Il Rapporto europeo sullo stato del clima, ondate di calore record dal Mediterraneo all'Artico
L'Europa, insieme a molte altre regioni del globo, è esposta a impatti climatici in aumento - da ondate di calore record, dal Mediterraneo all'Artico, sulla terraferma e in mare, a incendi devastanti, alla continua perdita di biodiversità mentre si sta riducendo la copertura nevosa e glaciale - con conseguenze per le società e gli ecosistemi in tutta Europa. E' quanto emerge dal rapporto European State of the Climate (Esotc) 2025, prodotto dal Centro europeo per le previsioni meteorologiche a medio termine (Ecmwf, European Centre for Medium-Range Weather Forecasts) che gestisce il Servizio relativo ai cambiamenti climatici di Copernicus, e dall’Organizzazione Mondiale della Meteorologia (Omm). A partire dagli anni '80, l'Europa si sta riscaldando a un ritmo doppio rispetto alla media globale, il che la rende il continente che si sta riscaldando più rapidamente sulla Terra.

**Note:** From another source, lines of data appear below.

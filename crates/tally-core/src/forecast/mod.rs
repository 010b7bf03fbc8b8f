//! Forecasting
//!
//! - `regression` - linear trend projection for one series
//! - `seasonality` - calendar-month deviation detection
//! - `adjust` - seasonal rescaling of projected points
//!
//! `ForecastEngine` ties them together for the forecast endpoint: revenue,
//! expenses and profit are projected from the same monthly history, and the
//! revenue projection is seasonally adjusted when revenue seasonality exists.
//!
//! ```rust,ignore
//! use tally_core::forecast::ForecastEngine;
//!
//! let engine = ForecastEngine::new();
//! let report = engine.report(&buckets, 3)?;
//! ```

pub mod adjust;
pub mod regression;
pub mod seasonality;
pub mod types;

use chrono::Utc;
use serde::{Deserialize, Serialize};
use tracing::info;

use crate::error::Result;
use crate::models::{Metric, MonthlyBucket};

pub use adjust::SeasonalAdjuster;
pub use regression::Regressor;
pub use seasonality::{SeasonalityConfig, SeasonalityDetector};
pub use types::{
    ForecastMethod, ForecastPoint, ForecastReport, ForecastResult, ForecastSet, PatternKind,
    SeasonalPattern, Trend,
};

/// Regression settings
#[derive(Debug, Clone, PartialEq, Serialize, Deserialize)]
#[serde(default)]
pub struct ForecastConfig {
    /// Minimum points before a regression is attempted
    pub min_history: usize,
    /// A slope smaller than this fraction of |mean| is reported as stable
    pub stable_slope_ratio: f64,
    /// Months projected when the caller does not say
    pub periods_ahead: u32,
}

impl Default for ForecastConfig {
    fn default() -> Self {
        Self {
            min_history: 3,
            stable_slope_ratio: 0.01,
            periods_ahead: 3,
        }
    }
}

/// Produces the combined forecast report
#[derive(Debug, Clone, Default)]
pub struct ForecastEngine {
    regressor: Regressor,
    seasonality: SeasonalityDetector,
}

impl ForecastEngine {
    pub fn new() -> Self {
        Self::default()
    }

    pub fn with_config(forecast: ForecastConfig, seasonality: SeasonalityConfig) -> Self {
        Self {
            regressor: Regressor::with_config(forecast),
            seasonality: SeasonalityDetector::with_config(seasonality),
        }
    }

    pub fn regressor(&self) -> &Regressor {
        &self.regressor
    }

    pub fn seasonality(&self) -> &SeasonalityDetector {
        &self.seasonality
    }

    /// Forecast one metric, seasonally adjusting it when that metric shows
    /// seasonality. Returns the forecast and the patterns used.
    pub fn forecast_adjusted(
        &self,
        buckets: &[MonthlyBucket],
        periods_ahead: u32,
        metric: Metric,
    ) -> Result<(ForecastResult, Option<Vec<SeasonalPattern>>)> {
        let mut result = self
            .regressor
            .forecast_buckets(buckets, periods_ahead, metric)?;
        let patterns = self.seasonality.detect(buckets, metric);

        if let (Some(found), Some(overall)) = (
            patterns.as_deref(),
            self.seasonality.overall_average(buckets, metric),
        ) {
            result.points = SeasonalAdjuster::adjust(&result.points, Some(found), overall);
        }

        Ok((result, patterns))
    }

    /// Revenue, expense and profit forecasts plus revenue seasonality
    pub fn report(&self, buckets: &[MonthlyBucket], periods_ahead: u32) -> Result<ForecastReport> {
        let (revenue, seasonality) =
            self.forecast_adjusted(buckets, periods_ahead, Metric::Revenue)?;
        let expenses = self
            .regressor
            .forecast_buckets(buckets, periods_ahead, Metric::Expenses)?;
        let profit = self
            .regressor
            .forecast_buckets(buckets, periods_ahead, Metric::Profit)?;

        info!(
            months = buckets.len(),
            periods_ahead,
            revenue_method = %revenue.method,
            seasonal_months = seasonality.as_ref().map_or(0, Vec::len),
            "Forecast report generated"
        );

        Ok(ForecastReport {
            historical: buckets.to_vec(),
            forecasts: ForecastSet {
                revenue,
                expenses,
                profit,
            },
            seasonality,
            generated_at: Utc::now(),
        })
    }
}

#[cfg(test)]
mod tests {
    use super::*;
    use crate::period::YearMonth;

    fn revenue_series(start: &str, values: &[f64]) -> Vec<MonthlyBucket> {
        let start: YearMonth = start.parse().unwrap();
        values
            .iter()
            .enumerate()
            .map(|(i, v)| {
                let mut b = MonthlyBucket::empty(start.plus_months(i as i64));
                b.revenue = *v;
                b.expenses = v / 2.0;
                b.profit = b.revenue - b.expenses;
                b
            })
            .collect()
    }

    #[test]
    fn test_report_without_seasonality() {
        let buckets = revenue_series("2024-01", &[1000.0, 1100.0, 1200.0, 1300.0, 1400.0, 1500.0]);
        let report = ForecastEngine::new().report(&buckets, 3).unwrap();

        assert_eq!(report.historical.len(), 6);
        assert!(report.seasonality.is_none());
        assert_eq!(report.forecasts.revenue.points.len(), 3);
        assert_eq!(report.forecasts.revenue.points[0].value, 1600.0);
        assert_eq!(report.forecasts.expenses.points[0].value, 800.0);
        assert_eq!(report.forecasts.profit.points[0].value, 800.0);
        assert!(report.forecasts.revenue.points[0].unadjusted_value.is_none());
    }

    #[test]
    fn test_report_with_short_history() {
        let buckets = revenue_series("2024-01", &[1000.0, 1100.0]);
        let report = ForecastEngine::new().report(&buckets, 3).unwrap();
        assert_eq!(report.forecasts.revenue.method, ForecastMethod::InsufficientData);
        assert_eq!(report.forecasts.profit.method, ForecastMethod::InsufficientData);
    }

    #[test]
    fn test_report_serializes_snake_case() {
        let buckets = revenue_series("2024-01", &[1000.0, 1100.0, 1200.0]);
        let report = ForecastEngine::new().report(&buckets, 1).unwrap();
        let json = serde_json::to_value(&report).unwrap();
        assert_eq!(json["forecasts"]["revenue"]["method"], "linear_regression");
        assert_eq!(json["forecasts"]["revenue"]["trend"], "increasing");
        assert_eq!(json["forecasts"]["revenue"]["points"][0]["period"], "2024-04");
        assert_eq!(json["historical"][0]["period"], "2024-01");
        assert!(json["seasonality"].is_null());
    }
}
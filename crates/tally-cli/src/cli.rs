//! CLI argument definitions using clap
//!
//! This module contains all the clap structs and enums for parsing CLI arguments.
//! The actual command implementations are in the `commands` module.

use std::path::PathBuf;

use clap::{Args, Parser, Subcommand};

/// Tally - Forecasting and anomaly detection for small-business ledgers
#[derive(Parser)]
#[command(name = "tally")]
#[command(about = "Auto-CFO analytics: forecasts, seasonality and anomaly detection", long_about = None)]
#[command(version)]
pub struct Cli {
    /// Database path
    #[arg(long, default_value = "tally.db", global = true)]
    pub db: PathBuf,

    /// Enable verbose logging
    #[arg(short, long, global = true)]
    pub verbose: bool,

    /// Analytics config file (TOML)
    ///
    /// Defaults to ~/.local/share/tally/config/analytics.toml when present,
    /// otherwise the built-in thresholds are used.
    #[arg(long, global = true)]
    pub config: Option<PathBuf>,

    #[command(subcommand)]
    pub command: Commands,
}

/// Whose ledger a report reads
#[derive(Args, Debug, Clone)]
pub struct TenantArgs {
    /// Tenant (user) id
    #[arg(short, long)]
    pub user: String,

    /// Restrict to one client of the tenant
    #[arg(short, long)]
    pub client: Option<String>,

    /// Report date (YYYY-MM-DD), defaults to today
    #[arg(long)]
    pub as_of: Option<String>,

    /// Print the raw JSON report
    #[arg(long)]
    pub json: bool,
}

#[derive(Subcommand)]
pub enum Commands {
    /// Initialize the database
    Init,

    /// Import ledger records from a JSON array
    Import {
        /// JSON file to import
        #[arg(short, long)]
        file: PathBuf,

        /// User id for records that do not carry one
        #[arg(short, long)]
        user: Option<String>,

        /// Client id for records that do not carry one
        #[arg(short, long)]
        client: Option<String>,
    },

    /// Monthly revenue, expenses and profit
    Monthly {
        #[command(flatten)]
        tenant: TenantArgs,

        /// Number of months ending with the current one
        #[arg(short, long, default_value = "12")]
        months: u32,
    },

    /// Revenue, expense and profit forecast
    Forecast {
        #[command(flatten)]
        tenant: TenantArgs,

        /// History preset: 30days, 90days, 180days, 1year, 2years
        #[arg(short, long, default_value = "90days")]
        time_range: String,

        /// Months to project (defaults to the configured value)
        #[arg(short, long)]
        periods: Option<u32>,
    },

    /// Detect anomalies in recent transactions
    Anomalies {
        #[command(flatten)]
        tenant: TenantArgs,

        /// Lookback such as 30d, 3m, 1y
        #[arg(short, long, default_value = "30d")]
        period: String,

        /// Outlier sensitivity: low, medium, high
        #[arg(short, long, default_value = "medium")]
        sensitivity: String,
    },

    /// Start the web server
    Serve {
        /// Port to listen on
        #[arg(short, long, default_value = "3000")]
        port: u16,

        /// Host to bind to
        #[arg(long, default_value = "127.0.0.1")]
        host: String,

        /// Allowed CORS origin (repeatable)
        #[arg(long = "allow-origin")]
        allowed_origins: Vec<String>,
    },
}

CALDO RECORD - Nel dettaglio, nel 2025 quasi l'intero continente europeo (almeno il 95%) ha registrato temperature annuali superiori alla media. Le ondate di calore hanno colpito gran parte dell’Europa, dal Mediterraneo all’Artico. Un'ondata di caldo record durata tre settimane ha colpito la Fennoscandia subartica, con temperature nelle vicinanze e all'interno del Circolo Polare Artico che hanno superato i 30°C, con un picco di 34,9°C a Frosta, in Norvegia. Gran parte dell’Europa ha, inoltre, registrato un numero di giorni superiore alla media con stress termico almeno 'forte', con la Spagna meridionale e orientale che ha registrato fino a 50 giorni in più rispetto alla media con temperature percepite superiori a 32°C.